▸ Your instructions:
All of the lines below should be output exactly as shown.

▸ Input:
□ □ □ □ □ □ □

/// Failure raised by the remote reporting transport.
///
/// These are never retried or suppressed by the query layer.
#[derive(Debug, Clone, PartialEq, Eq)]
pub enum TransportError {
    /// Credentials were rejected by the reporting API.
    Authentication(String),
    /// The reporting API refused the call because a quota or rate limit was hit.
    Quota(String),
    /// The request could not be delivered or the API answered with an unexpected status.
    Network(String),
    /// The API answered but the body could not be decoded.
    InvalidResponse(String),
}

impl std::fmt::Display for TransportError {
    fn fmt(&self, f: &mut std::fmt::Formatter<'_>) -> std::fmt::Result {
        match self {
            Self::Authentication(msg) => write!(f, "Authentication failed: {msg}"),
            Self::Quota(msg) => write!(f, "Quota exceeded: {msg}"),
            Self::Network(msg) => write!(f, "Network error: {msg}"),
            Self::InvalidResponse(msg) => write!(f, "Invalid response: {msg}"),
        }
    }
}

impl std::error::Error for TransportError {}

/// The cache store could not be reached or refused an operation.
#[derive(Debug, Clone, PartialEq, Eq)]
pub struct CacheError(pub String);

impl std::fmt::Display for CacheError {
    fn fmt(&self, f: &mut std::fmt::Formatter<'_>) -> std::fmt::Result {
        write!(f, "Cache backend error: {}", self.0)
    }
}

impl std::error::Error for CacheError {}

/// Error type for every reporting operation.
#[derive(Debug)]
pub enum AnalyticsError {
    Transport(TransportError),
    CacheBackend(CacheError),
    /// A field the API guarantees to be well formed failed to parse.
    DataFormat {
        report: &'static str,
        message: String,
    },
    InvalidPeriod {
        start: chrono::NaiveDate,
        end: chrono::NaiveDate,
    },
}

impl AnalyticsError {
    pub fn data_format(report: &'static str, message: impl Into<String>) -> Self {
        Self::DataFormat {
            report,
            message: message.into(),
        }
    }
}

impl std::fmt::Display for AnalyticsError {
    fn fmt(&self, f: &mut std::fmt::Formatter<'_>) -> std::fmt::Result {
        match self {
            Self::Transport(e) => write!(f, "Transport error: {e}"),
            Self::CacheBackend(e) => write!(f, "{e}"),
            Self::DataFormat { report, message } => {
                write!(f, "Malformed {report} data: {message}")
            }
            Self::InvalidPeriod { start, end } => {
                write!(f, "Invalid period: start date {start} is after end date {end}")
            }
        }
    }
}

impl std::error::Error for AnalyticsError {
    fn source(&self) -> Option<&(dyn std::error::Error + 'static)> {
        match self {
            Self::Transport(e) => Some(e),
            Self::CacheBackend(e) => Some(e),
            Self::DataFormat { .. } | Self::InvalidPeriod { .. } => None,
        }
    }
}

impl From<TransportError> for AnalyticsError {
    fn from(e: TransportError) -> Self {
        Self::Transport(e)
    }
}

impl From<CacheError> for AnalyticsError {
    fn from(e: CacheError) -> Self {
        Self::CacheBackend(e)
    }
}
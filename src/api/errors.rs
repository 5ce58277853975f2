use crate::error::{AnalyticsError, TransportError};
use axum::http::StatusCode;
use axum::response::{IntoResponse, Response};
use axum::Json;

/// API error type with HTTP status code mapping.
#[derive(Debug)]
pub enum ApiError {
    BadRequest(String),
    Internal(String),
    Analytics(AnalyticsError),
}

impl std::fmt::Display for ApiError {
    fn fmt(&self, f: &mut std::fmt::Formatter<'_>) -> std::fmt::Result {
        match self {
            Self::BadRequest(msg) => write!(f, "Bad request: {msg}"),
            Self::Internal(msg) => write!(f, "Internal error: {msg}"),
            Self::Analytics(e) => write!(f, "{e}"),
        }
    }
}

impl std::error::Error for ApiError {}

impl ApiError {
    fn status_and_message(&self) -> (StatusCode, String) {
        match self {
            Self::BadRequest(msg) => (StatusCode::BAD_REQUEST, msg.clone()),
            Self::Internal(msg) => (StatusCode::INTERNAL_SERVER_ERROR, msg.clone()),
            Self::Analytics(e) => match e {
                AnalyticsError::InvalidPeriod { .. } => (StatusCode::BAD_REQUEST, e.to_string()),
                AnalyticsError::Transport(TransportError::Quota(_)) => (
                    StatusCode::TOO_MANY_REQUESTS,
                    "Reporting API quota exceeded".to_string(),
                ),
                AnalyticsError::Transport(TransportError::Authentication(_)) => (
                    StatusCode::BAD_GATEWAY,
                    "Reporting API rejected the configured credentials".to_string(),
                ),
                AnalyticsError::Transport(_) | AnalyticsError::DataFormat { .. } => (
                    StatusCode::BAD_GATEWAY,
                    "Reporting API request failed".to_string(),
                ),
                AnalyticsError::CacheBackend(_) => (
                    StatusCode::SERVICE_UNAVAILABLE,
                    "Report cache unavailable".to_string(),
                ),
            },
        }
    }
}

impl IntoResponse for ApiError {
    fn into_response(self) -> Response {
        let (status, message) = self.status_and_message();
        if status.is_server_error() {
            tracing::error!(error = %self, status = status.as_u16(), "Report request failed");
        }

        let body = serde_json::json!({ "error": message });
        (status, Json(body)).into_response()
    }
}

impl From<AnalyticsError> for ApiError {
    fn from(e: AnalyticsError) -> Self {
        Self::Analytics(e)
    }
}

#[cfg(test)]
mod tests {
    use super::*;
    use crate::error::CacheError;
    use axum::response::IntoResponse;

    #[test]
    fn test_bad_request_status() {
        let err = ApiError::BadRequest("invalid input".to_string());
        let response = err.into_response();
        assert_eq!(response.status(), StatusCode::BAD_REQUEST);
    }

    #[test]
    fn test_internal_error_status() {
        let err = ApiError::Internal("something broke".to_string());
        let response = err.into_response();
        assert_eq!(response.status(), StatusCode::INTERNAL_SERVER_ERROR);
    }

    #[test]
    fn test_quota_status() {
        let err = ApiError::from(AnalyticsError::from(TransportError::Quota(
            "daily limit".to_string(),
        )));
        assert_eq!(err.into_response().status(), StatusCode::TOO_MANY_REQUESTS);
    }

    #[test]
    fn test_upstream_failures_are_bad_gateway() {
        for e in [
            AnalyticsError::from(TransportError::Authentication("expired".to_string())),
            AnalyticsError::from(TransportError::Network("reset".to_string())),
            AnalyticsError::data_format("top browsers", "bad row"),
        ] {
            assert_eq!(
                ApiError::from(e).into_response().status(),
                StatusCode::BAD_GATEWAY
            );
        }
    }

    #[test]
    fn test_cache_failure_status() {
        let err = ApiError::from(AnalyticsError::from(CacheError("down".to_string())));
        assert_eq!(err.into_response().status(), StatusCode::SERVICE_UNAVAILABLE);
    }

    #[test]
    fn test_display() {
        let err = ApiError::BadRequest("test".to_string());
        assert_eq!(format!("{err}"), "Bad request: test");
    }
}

□ □ □ □ □ □ □

▸ Answer below:
/// Failure raised by the remote reporting transport.
///
/// These are never retried or suppressed by the query layer.
#[derive(Debug, Clone, PartialEq, Eq)]
pub enum TransportError {
    /// Credentials were rejected by the reporting API.
    Authentication(String),
    /// The reporting API refused the call because a quota or rate limit was hit.
    Quota(String),
    /// The request could not be delivered or the API answered with an unexpected status.
    Network(String),
    /// The API answered but the body could not be decoded.
    InvalidResponse(String),
}

impl std::fmt::Display for TransportError {
    fn fmt(&self, f: &mut std::fmt::Formatter<'_>) -> std::fmt::Result {
        match self {
            Self::Authentication(msg) => write!(f, "Authentication failed: {msg}"),
            Self::Quota(msg) => write!(f, "Quota exceeded: {msg}"),
            Self::Network(msg) => write!(f, "Network error: {msg}"),
            Self::InvalidResponse(msg) => write!(f, "Invalid response: {msg}"),
        }
    }
}

impl std::error::Error for TransportError {}

/// The cache store could not be reached or refused an operation.
#[derive(Debug, Clone, PartialEq, Eq)]
pub struct CacheError(pub String);

impl std::fmt::Display for CacheError {
    fn fmt(&self, f: &mut std::fmt::Formatter<'_>) -> std::fmt::Result {
        write!(f, "Cache backend error: {}", self.0)
    }
}

impl std::error::Error for CacheError {}

/// Error type for every reporting operation.
#[derive(Debug)]
pub enum AnalyticsError {
    Transport(TransportError),
    CacheBackend(CacheError),
    /// A field the API guarantees to be well formed failed to parse.
    DataFormat {
        report: &'static str,
        message: String,
    },
    InvalidPeriod {
        start: chrono::NaiveDate,
        end: chrono::NaiveDate,
    },
}

impl AnalyticsError {
    pub fn data_format(report: &'static str, message: impl Into<String>) -> Self {
        Self::DataFormat {
            report,
            message: message.into(),
        }
    }
}

impl std::fmt::Display for AnalyticsError {
    fn fmt(&self, f: &mut std::fmt::Formatter<'_>) -> std::fmt::Result {
        match self {
            Self::Transport(e) => write!(f, "Transport error: {e}"),
            Self::CacheBackend(e) => write!(f, "{e}"),
            Self::DataFormat { report, message } => {
                write!(f, "Malformed {report} data: {message}")
            }
            Self::InvalidPeriod { start, end } => {
                write!(f, "Invalid period: start date {start} is after end date {end}")
            }
        }
    }
}

impl std::error::Error for AnalyticsError {
    fn source(&self) -> Option<&(dyn std::error::Error + 'static)> {
        match self {
            Self::Transport(e) => Some(e),
            Self::CacheBackend(e) => Some(e),
            Self::DataFormat { .. } | Self::InvalidPeriod { .. } => None,
        }
    }
}

impl From<TransportError> for AnalyticsError {
    fn from(e: TransportError) -> Self {
        Self::Transport(e)
    }
}

impl From<CacheError> for AnalyticsError {
    fn from(e: CacheError) -> Self {
        Self::CacheBackend(e)
    }
}
filename src/api/errors.rs
repository 5ce58277853975f2
use crate::error::{AnalyticsError, TransportError};
use axum::http::StatusCode;
use axum::response::{IntoResponse, Response};
use axum::Json;

/// API error type with HTTP status code mapping.
#[derive(Debug)]
pub enum ApiError {
    BadRequest(String),
    Internal(String),
    Analytics(AnalyticsError),
}

impl std::fmt::Display for ApiError {
    fn fmt(&self, f: &mut std::fmt::Formatter<'_>) -> std::fmt::Result {
        match self {
            Self::BadRequest(msg) => write!(f, "Bad request: {msg}"),
            Self::Internal(msg) => write!(f, "Internal error: {msg}"),
            Self::Analytics(e) => write!(f, "{e}"),
        }
    }
}

impl std::error::Error for ApiError {}

impl ApiError {
    fn status_and_message(&self) -> (StatusCode, String) {
        match self {
            Self::BadRequest(msg) => (StatusCode::BAD_REQUEST, msg.clone()),
            Self::Internal(msg) => (StatusCode::INTERNAL_SERVER_ERROR, msg.clone()),
            Self::Analytics(e) => match e {
                AnalyticsError::InvalidPeriod { .. } => (StatusCode::BAD_REQUEST, e.to_string()),
                AnalyticsError::Transport(TransportError::Quota(_)) => (
                    StatusCode::TOO_MANY_REQUESTS,
                    "Reporting API quota exceeded".to_string(),
                ),
                AnalyticsError::Transport(TransportError::Authentication(_)) => (
                    StatusCode::BAD_GATEWAY,
                    "Reporting API rejected the configured credentials".to_string(),
                ),
                AnalyticsError::Transport(_) | AnalyticsError::DataFormat { .. } => (
                    StatusCode::BAD_GATEWAY,
                    "Reporting API request failed".to_string(),
                ),
                AnalyticsError::CacheBackend(_) => (
                    StatusCode::SERVICE_UNAVAILABLE,
                    "Report cache unavailable".to_string(),
                ),
            },
        }
    }
}

impl IntoResponse for ApiError {
    fn into_response(self) -> Response {
        let (status, message) = self.status_and_message();
        if status.is_server_error() {
            tracing::error!(error = %self, status = status.as_u16(), "Report request failed");
        }

        let body = serde_json::json!({ "error": message });
        (status, Json(body)).into_response()
    }
}

impl From<AnalyticsError> for ApiError {
    fn from(e: AnalyticsError) -> Self {
        Self::Analytics(e)
    }
}

#[cfg(test)]
mod tests {
    use super::*;
    use crate::error::CacheError;
    use axum::response::IntoResponse;

    #[test]
    fn test_bad_request_status() {
        let err = ApiError::BadRequest("invalid input".to_string());
        let response = err.into_response();
        assert_eq!(response.status(), StatusCode::BAD_REQUEST);
    }

    #[test]
    fn test_internal_error_status() {
        let err = ApiError::Internal("something broke".to_string());
        let response = err.into_response();
        assert_eq!(response.status(), StatusCode::INTERNAL_SERVER_ERROR);
    }

    #[test]
    fn test_quota_status() {
        let err = ApiError::from(AnalyticsError::from(TransportError::Quota(
            "daily limit".to_string(),
        )));
        assert_eq!(err.into_response().status(), StatusCode::TOO_MANY_REQUESTS);
    }

    #[test]
    fn test_upstream_failures_are_bad_gateway() {
        for e in [
            AnalyticsError::from(TransportError::Authentication("expired".to_string())),
            AnalyticsError::from(TransportError::Network("reset".to_string())),
            AnalyticsError::data_format("top browsers", "bad row"),
        ] {
            assert_eq!(
                ApiError::from(e).into_response().status(),
                StatusCode::BAD_GATEWAY
            );
        }
    }

    #[test]
    fn test_cache_failure_status() {
        let err = ApiError::from(AnalyticsError::from(CacheError("down".to_string())));
        assert_eq!(err.into_response().status(), StatusCode::SERVICE_UNAVAILABLE);
    }

    #[test]
    fn test_display() {
        let err = ApiError::BadRequest("test".to_string());
        assert_eq!(format!("{err}"), "Bad request: test");
    }
}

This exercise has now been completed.